While built-in machines are bulkier, taking up a lot of room, corresponding freestanding machines come smaller, more often than not with a view to mobility. Built-in ice maker could be a perfect kitchen ice machine.

Built-in machines tend to need specialist help in setting up. This is just as well because they are designed to be part and parcel of whatever location into which they are installed both aesthetically and structurally. Freestanding machines on the other hand tend to be pretty easy to handle often coming with simple “plug ‘n play” procedures that can work on any standard outlet.

Most importantly, the method of ventilation for built-in and freestanding models of the same appliance is different. Built-in appliances, because they are designed to fit seamlessly with whatever niche they are intended for, tend to be ventilated at the front. This avoids over-heating in these appliances. On the other hand, an appliance that requires adequate amounts of space to ensure that proper ventilation occurs at the sides or at the back or both is considered a freestanding appliance.

They generally do the same thing, albeit differently. Trying to choose between one and the other would invariably turn to economic considerations: built-in appliances are generally more expensive than their corresponding freestanding units, but they tend to be more durable and also tend to work slightly better. Also if you have the space, are really into aesthetics and do not mind the extra cost, then built-ins would be an excellent choice for you. Freestanding models are easier to move around, offering more options for usage, and with proper care will last long enough for you not to feel the pinch of its shorter life span.

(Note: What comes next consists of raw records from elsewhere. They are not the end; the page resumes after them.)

#![forbid(unsafe_code)]

//! Compile-time mixin composition.
//!
//! Given a [`TypeModel`](weave_model::TypeModel) snapshot, a [`Resolver`]
//! validates every type marked as a mixin, synthesizes its capability
//! interface, and produces one partial-type augmentation per consumer that
//! adopts the interfaces and receives copies of the mixins' members.

pub mod compose;
pub mod consumer;
pub mod diagnostics;
pub mod emit;
pub mod options;
mod render;
pub mod resolver;
pub mod satisfaction;
pub mod synth;
pub mod table;
pub mod validator;

pub use compose::{compose_members, substitute_member, ComposedMember};
pub use consumer::{resolve_consumer, AppliedMixin, ConsumerUsage, ResolvedConsumer};
pub use diagnostics::{
    DiagnosticCode, DiagnosticFactory, DiagnosticReporter, DiagnosticSink, ResolverDiagnostic, Severity,
};
pub use emit::{render_augmentation, render_interface, Artifact, ArtifactKind, Augmentation};
pub use options::{CrossMixinPolicy, ResolverOptions};
pub use render::{declaration_only, render_declaration, render_full};
pub use resolver::{Resolution, Resolver};
pub use satisfaction::{contract_members, satisfied_members, MemberKey};
pub use synth::{synthesize_interface, CapabilityInterface};
pub use table::{MixinDefinition, MixinTable};
pub use validator::validate_mixin;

Ultimately the choice remains with you. Rate of production, cost of running, availability of space, demand among other things should all play a part in the decision making process.

Compressor Types^

Compressors are often considered the heart of the refrigeration and freezing process. A refrigerant vapour is compressed into liquid by the compressor and channelled to   a condenser along the circuit. Compressors are sometimes classified according to how the refrigerant liquid is cooled in the setup or along the circuit. In this light we can distinguish three types namely: Air cooled compressors, water cooled compressors and remote cooled compressors.

  • Air Cooled Compressors^

An air cooling compressor would have air as the medium by which the cooling process is carried out. Air is passed over the condenser and this siphons heat away from the high pressure, high temperature refrigerant vapour.

  • Water Cooled Compressors^

In a water cooling compressor, water is the chosen medium for heat exchange. The high heat capacity of water makes this a very effective medium for heat exchange bearing greater capacity for work.

  • Remote cooled compressors^

Despite what the name suggests, these are not compressors which work on remote control. Remote cooled compressors represent a class of compressor where the cooling mechanism is not internal to the setup itself, but lies outside. They are relatively cheaper than the other two, and thus represent a reasonable choice for low capped budgets.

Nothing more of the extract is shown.